=== Source data ===

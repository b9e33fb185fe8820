/*
 * This Source Code Form is subject to the terms of the Mozilla Public
 * License, v. 2.0. If a copy of the MPL was not distributed with this
 * file, You can obtain one at https://mozilla.org/MPL/2.0/.
 */

use std::{
    error::Error,
    fmt::Display
};

///Encoding/serialization errors
#[derive(Debug, Clone, PartialEq, Eq)]
pub enum SerializationError {
    ///Failure to serialize.
    EncodingError,
    ///Failure to deserialize.
    DecodingError,

} impl Display for SerializationError {
    fn fmt(&self, f: &mut std::fmt::Formatter<'_>) -> std::fmt::Result {
        write!(f, "{}", match self{
            Self::EncodingError => "Encoding error.",
            Self::DecodingError => "Decoding error."
        })
    }

} impl Error for SerializationError {}

///Scalar arithmetic errors
#[derive(Debug, Clone, PartialEq, Eq)]
pub enum ArithmeticError {
    ///Zero has no multiplicative inverse.
    ZeroInverse,

} impl Display for ArithmeticError {
    fn fmt(&self, f: &mut std::fmt::Formatter<'_>) -> std::fmt::Result {
        write!(f, "{}", match self{
            Self::ZeroInverse => "Zero has no inverse modulo the group order.",
        })
    }

} impl Error for ArithmeticError {}

///Curve point decoding/validation errors
#[derive(Debug, Clone, Copy, PartialEq, Eq)]
pub enum PointError {
    ///The encoding is not valid hex, or has a bad SEC1 tag byte.
    InvalidEncoding,
    ///The encoding is not 32 (x-only), 33 (compressed) or 65 (uncompressed) bytes long.
    InvalidLength,
    ///The encoded coordinates do not satisfy the curve equation.
    NotOnCurve,
    ///The point is the identity (point at infinity).
    Identity,

} impl Display for PointError {
    fn fmt(&self, f: &mut std::fmt::Formatter<'_>) -> std::fmt::Result {
        write!(f, "{}", match self{
            Self::InvalidEncoding => "Invalid point encoding.",
            Self::InvalidLength => "Invalid point encoding length.",
            Self::NotOnCurve => "Point is not on the curve.",
            Self::Identity => "Point is the identity.",
        })
    }

} impl Error for PointError {}

///The secure random source failed.
///
///This is fatal: there is never a fallback to a weaker source.
#[derive(Debug, Clone, PartialEq, Eq)]
pub struct RandomnessError(pub String);

impl Display for RandomnessError {
    fn fmt(&self, f: &mut std::fmt::Formatter<'_>) -> std::fmt::Result {
        write!(f, "Secure random source unavailable: {}", self.0)
    }

} impl Error for RandomnessError {}

///Ring signature errors
#[derive(Debug, Clone, PartialEq, Eq)]
pub enum SignatureError {
    ///The ring has fewer than `MIN_RING_SIZE` members.
    RingTooSmall,
    ///The ring member at this index could not be decoded into a valid public key.
    InvalidRingMember(usize, PointError),
    ///The private key is malformed or zero.
    InvalidKey,
    ///The private key does not belong to the ring (or to the claimed ring index).
    KeyMismatch,
    ///The signature, or one of its parts, is structurally malformed.
    InvalidFormat,
    ///The secure random source failed.
    Randomness(RandomnessError),

} impl Display for SignatureError {
    fn fmt(&self, f: &mut std::fmt::Formatter<'_>) -> std::fmt::Result {
        match self{
            Self::RingTooSmall => write!(f, "The ring is too small."),
            Self::InvalidRingMember(index, err) => write!(f, "Invalid ring member at index {index}: {err}"),
            Self::InvalidKey => write!(f, "Invalid private key."),
            Self::KeyMismatch => write!(f, "Private key does not match the ring."),
            Self::InvalidFormat => write!(f, "Malformed signature."),
            Self::Randomness(err) => write!(f, "{err}"),
        }
    }

} impl Error for SignatureError {}

impl From<RandomnessError> for SignatureError {
    fn from(err: RandomnessError) -> Self {
        return Self::Randomness(err)
    }
}

impl From<SerializationError> for SignatureError {
    fn from(_: SerializationError) -> Self {
        return Self::InvalidFormat
    }
}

===

§ What to produce:
When you reach the line with "Error for SerializationError" in the records above, start writing out lines exactly, and stop once the line with "Error for PointError" has been written; include nothing else.

§ Solution below:
} impl Error for SerializationError {}

///Scalar arithmetic errors
#[derive(Debug, Clone, PartialEq, Eq)]
pub enum ArithmeticError {
    ///Zero has no multiplicative inverse.
    ZeroInverse,

} impl Display for ArithmeticError {
    fn fmt(&self, f: &mut std::fmt::Formatter<'_>) -> std::fmt::Result {
        write!(f, "{}", match self{
            Self::ZeroInverse => "Zero has no inverse modulo the group order.",
        })
    }

} impl Error for ArithmeticError {}

///Curve point decoding/validation errors
#[derive(Debug, Clone, Copy, PartialEq, Eq)]
pub enum PointError {
    ///The encoding is not valid hex, or has a bad SEC1 tag byte.
    InvalidEncoding,
    ///The encoding is not 32 (x-only), 33 (compressed) or 65 (uncompressed) bytes long.
    InvalidLength,
    ///The encoded coordinates do not satisfy the curve equation.
    NotOnCurve,
    ///The point is the identity (point at infinity).
    Identity,

} impl Display for PointError {
    fn fmt(&self, f: &mut std::fmt::Formatter<'_>) -> std::fmt::Result {
        write!(f, "{}", match self{
            Self::InvalidEncoding => "Invalid point encoding.",
            Self::InvalidLength => "Invalid point encoding length.",
            Self::NotOnCurve => "Point is not on the curve.",
            Self::Identity => "Point is the identity.",
        })
    }

} impl Error for PointError {}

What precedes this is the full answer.